Instructions to follow | In the entries that follow, which lines hold the string "prelude"? List them.
>>>>>
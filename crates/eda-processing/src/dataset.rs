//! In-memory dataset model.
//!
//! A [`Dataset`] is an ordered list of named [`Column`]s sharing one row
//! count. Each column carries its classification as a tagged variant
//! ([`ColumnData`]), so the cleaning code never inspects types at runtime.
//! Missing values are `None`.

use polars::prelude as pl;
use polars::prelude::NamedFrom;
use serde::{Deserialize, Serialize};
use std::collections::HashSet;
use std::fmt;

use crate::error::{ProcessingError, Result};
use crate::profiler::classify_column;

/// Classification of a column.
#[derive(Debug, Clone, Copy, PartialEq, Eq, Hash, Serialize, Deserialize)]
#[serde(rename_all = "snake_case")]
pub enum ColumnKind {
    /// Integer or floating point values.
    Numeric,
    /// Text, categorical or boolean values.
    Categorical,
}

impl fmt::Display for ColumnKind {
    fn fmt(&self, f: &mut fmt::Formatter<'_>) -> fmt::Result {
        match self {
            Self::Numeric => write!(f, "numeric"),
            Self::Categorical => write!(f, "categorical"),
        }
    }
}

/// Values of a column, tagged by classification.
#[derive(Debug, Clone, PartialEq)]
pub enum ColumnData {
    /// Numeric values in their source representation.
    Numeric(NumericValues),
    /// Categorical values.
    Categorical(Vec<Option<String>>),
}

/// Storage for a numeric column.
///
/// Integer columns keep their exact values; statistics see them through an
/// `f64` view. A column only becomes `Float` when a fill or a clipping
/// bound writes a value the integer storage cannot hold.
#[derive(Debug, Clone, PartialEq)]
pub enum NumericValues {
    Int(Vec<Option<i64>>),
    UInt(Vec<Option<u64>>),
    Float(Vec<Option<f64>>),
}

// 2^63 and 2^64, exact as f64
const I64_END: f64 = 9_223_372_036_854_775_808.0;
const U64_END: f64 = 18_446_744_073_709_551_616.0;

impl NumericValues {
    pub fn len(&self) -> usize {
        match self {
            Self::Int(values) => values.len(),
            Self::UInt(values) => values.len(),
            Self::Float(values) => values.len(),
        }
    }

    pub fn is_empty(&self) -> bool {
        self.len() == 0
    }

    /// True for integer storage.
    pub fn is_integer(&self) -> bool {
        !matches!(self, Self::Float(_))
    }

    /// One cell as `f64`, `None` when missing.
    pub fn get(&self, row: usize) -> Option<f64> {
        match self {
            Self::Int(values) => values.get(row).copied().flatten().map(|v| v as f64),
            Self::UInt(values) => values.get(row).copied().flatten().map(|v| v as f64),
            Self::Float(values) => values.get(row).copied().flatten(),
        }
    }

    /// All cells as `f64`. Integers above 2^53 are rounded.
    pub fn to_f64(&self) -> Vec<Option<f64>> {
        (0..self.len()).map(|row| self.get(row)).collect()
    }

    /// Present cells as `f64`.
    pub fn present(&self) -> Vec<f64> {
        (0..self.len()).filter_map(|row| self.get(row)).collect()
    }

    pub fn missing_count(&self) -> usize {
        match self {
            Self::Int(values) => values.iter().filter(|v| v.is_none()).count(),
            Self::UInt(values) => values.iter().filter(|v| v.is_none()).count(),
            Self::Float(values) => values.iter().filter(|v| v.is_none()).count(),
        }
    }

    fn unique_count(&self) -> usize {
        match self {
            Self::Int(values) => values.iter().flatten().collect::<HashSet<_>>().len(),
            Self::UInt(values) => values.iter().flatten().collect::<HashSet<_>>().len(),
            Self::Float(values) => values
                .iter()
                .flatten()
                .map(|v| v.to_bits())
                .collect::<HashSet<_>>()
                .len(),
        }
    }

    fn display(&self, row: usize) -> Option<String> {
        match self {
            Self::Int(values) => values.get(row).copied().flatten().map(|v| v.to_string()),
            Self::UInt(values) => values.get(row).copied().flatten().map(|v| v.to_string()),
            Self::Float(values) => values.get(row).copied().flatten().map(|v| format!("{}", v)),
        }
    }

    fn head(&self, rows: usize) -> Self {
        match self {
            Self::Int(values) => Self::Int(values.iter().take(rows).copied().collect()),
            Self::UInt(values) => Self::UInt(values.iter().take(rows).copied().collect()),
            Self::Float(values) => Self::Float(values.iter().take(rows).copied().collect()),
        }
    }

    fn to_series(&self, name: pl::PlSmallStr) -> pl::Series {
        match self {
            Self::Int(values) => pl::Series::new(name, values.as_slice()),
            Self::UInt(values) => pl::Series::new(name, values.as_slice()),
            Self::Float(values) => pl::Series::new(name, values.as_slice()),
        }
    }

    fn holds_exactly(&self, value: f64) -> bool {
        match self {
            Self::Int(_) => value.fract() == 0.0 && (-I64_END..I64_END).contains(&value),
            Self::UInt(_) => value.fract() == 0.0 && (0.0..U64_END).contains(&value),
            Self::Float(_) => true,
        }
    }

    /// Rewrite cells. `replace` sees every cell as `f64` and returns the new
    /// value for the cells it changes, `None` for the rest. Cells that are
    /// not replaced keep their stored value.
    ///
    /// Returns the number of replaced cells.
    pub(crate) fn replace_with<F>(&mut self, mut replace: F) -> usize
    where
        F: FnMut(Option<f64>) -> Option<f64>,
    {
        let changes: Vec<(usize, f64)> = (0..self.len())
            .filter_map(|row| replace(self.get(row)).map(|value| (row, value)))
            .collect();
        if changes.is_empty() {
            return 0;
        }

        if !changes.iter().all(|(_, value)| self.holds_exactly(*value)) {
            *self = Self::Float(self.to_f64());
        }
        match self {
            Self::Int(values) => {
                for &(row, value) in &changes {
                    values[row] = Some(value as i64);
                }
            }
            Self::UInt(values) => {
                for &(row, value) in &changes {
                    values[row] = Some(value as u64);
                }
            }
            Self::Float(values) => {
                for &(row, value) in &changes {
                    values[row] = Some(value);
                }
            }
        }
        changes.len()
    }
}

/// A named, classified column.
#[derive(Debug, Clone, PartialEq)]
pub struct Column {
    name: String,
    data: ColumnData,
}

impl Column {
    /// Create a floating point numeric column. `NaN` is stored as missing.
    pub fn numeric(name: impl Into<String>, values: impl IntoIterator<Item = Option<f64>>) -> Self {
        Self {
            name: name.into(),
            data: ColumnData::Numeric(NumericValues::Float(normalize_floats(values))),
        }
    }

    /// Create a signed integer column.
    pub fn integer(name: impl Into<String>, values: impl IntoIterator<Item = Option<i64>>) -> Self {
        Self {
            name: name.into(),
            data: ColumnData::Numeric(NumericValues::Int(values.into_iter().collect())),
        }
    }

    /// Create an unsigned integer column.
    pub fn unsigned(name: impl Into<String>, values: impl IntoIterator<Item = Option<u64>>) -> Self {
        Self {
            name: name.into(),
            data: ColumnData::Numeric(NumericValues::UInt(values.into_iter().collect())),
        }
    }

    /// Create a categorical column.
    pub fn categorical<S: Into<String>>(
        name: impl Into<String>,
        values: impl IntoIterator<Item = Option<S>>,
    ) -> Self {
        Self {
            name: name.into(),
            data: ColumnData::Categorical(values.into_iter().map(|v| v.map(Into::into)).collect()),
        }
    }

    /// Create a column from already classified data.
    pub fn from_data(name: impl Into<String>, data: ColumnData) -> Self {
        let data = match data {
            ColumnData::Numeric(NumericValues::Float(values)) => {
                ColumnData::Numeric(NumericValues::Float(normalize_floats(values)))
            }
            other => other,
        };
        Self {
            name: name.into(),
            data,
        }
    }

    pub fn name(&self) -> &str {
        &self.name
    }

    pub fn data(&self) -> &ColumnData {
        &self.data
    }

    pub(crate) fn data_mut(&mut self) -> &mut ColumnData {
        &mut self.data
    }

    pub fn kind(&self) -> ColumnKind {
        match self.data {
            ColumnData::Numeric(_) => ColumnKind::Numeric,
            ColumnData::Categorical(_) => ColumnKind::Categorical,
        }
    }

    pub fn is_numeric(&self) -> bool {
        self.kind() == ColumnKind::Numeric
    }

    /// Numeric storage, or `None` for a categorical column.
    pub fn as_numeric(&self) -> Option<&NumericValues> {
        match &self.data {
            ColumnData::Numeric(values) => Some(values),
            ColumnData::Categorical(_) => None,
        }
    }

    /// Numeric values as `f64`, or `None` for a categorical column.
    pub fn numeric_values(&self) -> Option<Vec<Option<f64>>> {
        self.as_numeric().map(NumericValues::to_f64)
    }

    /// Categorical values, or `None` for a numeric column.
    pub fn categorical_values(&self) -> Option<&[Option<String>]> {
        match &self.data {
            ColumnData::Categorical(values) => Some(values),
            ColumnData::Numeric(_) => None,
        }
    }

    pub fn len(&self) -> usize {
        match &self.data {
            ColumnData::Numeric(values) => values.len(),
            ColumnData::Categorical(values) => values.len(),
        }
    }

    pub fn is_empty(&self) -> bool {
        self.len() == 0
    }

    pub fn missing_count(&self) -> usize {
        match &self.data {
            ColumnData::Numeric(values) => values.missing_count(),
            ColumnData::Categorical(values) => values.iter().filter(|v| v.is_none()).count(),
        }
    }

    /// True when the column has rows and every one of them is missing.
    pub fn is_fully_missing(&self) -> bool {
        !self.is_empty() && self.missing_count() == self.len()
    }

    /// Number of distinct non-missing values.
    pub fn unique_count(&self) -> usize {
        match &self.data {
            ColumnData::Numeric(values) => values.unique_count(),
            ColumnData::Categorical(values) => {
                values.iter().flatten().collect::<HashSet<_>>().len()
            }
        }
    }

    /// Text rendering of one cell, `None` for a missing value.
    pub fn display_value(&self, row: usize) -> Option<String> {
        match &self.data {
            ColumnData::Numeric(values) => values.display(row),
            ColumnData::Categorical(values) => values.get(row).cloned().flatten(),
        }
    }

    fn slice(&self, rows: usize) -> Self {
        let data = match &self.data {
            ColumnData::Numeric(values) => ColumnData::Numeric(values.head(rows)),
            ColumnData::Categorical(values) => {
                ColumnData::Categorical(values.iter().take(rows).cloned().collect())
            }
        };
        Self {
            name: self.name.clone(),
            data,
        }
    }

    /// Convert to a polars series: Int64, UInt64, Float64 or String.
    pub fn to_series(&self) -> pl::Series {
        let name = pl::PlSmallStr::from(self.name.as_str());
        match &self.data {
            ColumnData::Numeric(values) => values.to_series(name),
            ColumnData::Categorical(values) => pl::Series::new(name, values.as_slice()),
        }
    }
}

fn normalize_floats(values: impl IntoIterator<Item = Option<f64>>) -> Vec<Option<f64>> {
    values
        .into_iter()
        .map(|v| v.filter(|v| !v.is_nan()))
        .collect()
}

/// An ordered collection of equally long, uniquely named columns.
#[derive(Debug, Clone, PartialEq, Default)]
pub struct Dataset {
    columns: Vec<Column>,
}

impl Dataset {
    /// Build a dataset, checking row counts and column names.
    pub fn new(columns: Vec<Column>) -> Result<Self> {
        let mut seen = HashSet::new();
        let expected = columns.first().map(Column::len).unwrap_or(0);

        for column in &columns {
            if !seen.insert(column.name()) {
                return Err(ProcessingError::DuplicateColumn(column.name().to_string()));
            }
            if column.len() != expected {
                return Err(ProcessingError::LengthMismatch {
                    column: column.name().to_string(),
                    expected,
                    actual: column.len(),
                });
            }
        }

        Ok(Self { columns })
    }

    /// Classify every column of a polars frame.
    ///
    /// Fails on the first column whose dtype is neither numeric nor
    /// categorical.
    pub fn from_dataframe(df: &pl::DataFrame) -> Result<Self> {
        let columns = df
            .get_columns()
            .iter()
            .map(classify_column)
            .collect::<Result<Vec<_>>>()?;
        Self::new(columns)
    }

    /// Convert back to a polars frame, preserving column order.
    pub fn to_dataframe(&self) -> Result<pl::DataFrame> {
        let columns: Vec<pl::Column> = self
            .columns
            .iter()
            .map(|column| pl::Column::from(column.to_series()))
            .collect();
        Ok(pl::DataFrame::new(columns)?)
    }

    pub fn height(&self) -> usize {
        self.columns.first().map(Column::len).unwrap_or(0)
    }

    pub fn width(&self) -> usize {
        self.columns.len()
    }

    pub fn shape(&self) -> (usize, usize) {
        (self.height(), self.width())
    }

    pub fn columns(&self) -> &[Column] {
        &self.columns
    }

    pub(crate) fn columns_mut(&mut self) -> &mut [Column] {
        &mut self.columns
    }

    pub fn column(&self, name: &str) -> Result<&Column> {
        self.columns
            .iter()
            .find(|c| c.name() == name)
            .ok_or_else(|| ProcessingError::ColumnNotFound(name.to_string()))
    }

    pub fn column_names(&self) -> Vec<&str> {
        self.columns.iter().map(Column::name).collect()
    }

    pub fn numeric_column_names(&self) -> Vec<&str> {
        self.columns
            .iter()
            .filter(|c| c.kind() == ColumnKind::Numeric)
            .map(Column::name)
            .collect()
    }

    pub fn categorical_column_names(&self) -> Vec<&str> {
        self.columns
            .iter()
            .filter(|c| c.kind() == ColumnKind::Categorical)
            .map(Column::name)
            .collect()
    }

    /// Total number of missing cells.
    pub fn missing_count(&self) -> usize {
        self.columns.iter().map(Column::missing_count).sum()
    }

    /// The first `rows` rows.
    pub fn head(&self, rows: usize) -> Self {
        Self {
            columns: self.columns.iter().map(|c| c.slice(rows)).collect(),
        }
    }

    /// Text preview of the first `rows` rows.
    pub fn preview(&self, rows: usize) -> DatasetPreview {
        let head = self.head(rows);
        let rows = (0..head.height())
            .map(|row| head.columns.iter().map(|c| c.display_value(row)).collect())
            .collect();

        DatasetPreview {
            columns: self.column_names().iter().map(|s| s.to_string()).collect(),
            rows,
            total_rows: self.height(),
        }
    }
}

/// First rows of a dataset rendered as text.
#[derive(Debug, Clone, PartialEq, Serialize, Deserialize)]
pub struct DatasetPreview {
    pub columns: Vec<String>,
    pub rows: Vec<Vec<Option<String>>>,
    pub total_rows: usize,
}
<<<<<
>>>>>
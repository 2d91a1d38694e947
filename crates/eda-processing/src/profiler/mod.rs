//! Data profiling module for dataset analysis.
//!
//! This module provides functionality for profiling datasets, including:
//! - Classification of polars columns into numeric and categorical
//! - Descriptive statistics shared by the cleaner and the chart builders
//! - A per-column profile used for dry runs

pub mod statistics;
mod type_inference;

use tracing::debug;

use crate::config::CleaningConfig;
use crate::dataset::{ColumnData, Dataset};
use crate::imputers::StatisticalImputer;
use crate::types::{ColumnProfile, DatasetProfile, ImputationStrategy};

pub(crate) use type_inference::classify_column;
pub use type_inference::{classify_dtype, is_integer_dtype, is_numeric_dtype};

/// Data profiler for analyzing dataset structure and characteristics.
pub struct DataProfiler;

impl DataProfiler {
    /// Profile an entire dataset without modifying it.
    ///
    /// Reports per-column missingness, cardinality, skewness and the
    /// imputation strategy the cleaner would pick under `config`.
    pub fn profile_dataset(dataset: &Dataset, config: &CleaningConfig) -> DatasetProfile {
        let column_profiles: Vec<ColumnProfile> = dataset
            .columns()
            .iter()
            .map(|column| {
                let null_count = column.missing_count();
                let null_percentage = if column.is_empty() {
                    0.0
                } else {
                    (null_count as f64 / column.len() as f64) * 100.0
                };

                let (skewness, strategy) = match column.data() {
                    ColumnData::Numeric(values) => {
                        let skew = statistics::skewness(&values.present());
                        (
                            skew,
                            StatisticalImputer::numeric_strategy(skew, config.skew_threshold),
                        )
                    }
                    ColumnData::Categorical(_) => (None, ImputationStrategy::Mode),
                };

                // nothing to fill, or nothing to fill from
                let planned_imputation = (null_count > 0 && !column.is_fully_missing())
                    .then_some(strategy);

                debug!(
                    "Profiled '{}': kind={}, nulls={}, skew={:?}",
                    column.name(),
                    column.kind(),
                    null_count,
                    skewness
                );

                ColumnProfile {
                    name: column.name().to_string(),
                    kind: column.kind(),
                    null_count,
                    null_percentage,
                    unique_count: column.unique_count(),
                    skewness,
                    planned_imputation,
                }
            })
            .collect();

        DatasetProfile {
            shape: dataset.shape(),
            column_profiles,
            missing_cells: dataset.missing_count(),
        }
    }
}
<<<<<
Written answer |
use polars::prelude as pl;
use polars::prelude::NamedFrom;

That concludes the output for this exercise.